**Exercise instructions**. Each line from the one containing "filename src/lib.rs" through the final line below must be reproduced exactly, and no others.

══ Entries provided

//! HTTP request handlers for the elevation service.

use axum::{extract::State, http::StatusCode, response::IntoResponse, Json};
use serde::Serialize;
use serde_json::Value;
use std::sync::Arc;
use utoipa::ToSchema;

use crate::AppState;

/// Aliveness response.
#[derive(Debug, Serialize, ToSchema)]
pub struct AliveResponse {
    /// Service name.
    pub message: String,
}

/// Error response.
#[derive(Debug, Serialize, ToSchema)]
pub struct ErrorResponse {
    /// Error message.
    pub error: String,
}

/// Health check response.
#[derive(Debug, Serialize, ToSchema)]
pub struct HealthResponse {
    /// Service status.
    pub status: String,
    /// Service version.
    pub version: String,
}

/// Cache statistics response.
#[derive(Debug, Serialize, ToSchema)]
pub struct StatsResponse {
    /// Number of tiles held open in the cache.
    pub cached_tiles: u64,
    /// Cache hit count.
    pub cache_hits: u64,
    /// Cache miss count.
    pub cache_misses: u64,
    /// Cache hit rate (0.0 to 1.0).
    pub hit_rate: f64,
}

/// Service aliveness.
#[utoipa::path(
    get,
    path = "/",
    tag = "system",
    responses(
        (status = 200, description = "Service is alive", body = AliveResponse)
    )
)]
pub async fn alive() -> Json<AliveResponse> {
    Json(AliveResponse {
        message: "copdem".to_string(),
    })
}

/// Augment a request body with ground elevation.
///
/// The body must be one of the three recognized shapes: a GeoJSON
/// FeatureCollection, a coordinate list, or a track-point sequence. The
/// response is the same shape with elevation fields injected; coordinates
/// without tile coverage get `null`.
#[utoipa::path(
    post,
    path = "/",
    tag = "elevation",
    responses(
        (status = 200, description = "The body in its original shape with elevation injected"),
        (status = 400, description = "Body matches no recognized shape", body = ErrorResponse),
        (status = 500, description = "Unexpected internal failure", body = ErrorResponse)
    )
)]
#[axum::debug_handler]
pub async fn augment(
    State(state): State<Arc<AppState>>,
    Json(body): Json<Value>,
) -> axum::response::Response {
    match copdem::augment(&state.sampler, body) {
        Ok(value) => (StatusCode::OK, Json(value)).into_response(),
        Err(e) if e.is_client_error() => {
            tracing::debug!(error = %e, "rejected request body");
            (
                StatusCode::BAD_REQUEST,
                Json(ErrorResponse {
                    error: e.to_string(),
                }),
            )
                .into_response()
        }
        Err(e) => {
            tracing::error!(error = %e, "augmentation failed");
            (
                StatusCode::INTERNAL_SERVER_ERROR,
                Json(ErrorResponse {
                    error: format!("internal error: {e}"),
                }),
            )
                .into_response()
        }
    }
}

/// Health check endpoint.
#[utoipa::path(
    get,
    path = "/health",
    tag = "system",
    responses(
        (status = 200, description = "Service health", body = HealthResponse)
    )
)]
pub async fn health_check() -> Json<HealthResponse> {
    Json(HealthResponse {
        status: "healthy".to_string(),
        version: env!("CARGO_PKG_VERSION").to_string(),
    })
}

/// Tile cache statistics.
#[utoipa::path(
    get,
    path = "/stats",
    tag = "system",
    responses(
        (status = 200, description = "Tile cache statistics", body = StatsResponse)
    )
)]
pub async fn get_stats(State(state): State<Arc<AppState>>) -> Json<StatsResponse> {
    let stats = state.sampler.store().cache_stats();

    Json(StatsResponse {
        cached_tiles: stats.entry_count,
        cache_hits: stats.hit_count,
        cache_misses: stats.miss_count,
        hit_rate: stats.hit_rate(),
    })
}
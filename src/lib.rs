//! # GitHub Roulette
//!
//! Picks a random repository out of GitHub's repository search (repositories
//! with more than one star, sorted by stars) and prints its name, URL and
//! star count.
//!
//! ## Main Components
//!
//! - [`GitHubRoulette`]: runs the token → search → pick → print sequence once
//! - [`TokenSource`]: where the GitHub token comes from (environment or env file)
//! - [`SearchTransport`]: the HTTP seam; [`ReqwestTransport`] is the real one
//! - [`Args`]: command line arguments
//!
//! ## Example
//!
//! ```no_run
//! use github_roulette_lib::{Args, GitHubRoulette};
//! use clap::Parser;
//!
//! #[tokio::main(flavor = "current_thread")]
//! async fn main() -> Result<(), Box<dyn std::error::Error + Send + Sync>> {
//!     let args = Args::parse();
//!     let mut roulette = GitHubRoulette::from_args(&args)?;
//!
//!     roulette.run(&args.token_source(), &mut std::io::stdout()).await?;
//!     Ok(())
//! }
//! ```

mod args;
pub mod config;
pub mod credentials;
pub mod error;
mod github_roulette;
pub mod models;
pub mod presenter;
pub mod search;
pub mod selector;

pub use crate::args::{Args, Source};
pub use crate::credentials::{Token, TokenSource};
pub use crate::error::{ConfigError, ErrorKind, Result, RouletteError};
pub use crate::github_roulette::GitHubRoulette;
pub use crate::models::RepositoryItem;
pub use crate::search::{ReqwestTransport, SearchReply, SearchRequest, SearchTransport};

════

**Response area**.
filename src/lib.rs
//! # GitHub Roulette
//!
//! Picks a random repository out of GitHub's repository search (repositories
//! with more than one star, sorted by stars) and prints its name, URL and
//! star count.
//!
//! ## Main Components
//!
//! - [`GitHubRoulette`]: runs the token → search → pick → print sequence once
//! - [`TokenSource`]: where the GitHub token comes from (environment or env file)
//! - [`SearchTransport`]: the HTTP seam; [`ReqwestTransport`] is the real one
//! - [`Args`]: command line arguments
//!
//! ## Example
//!
//! ```no_run
//! use github_roulette_lib::{Args, GitHubRoulette};
//! use clap::Parser;
//!
//! #[tokio::main(flavor = "current_thread")]
//! async fn main() -> Result<(), Box<dyn std::error::Error + Send + Sync>> {
//!     let args = Args::parse();
//!     let mut roulette = GitHubRoulette::from_args(&args)?;
//!
//!     roulette.run(&args.token_source(), &mut std::io::stdout()).await?;
//!     Ok(())
//! }
//! ```

mod args;
pub mod config;
pub mod credentials;
pub mod error;
mod github_roulette;
pub mod models;
pub mod presenter;
pub mod search;
pub mod selector;

pub use crate::args::{Args, Source};
pub use crate::credentials::{Token, TokenSource};
pub use crate::error::{ConfigError, ErrorKind, Result, RouletteError};
pub use crate::github_roulette::GitHubRoulette;
pub use crate::models::RepositoryItem;
pub use crate::search::{ReqwestTransport, SearchReply, SearchRequest, SearchTransport};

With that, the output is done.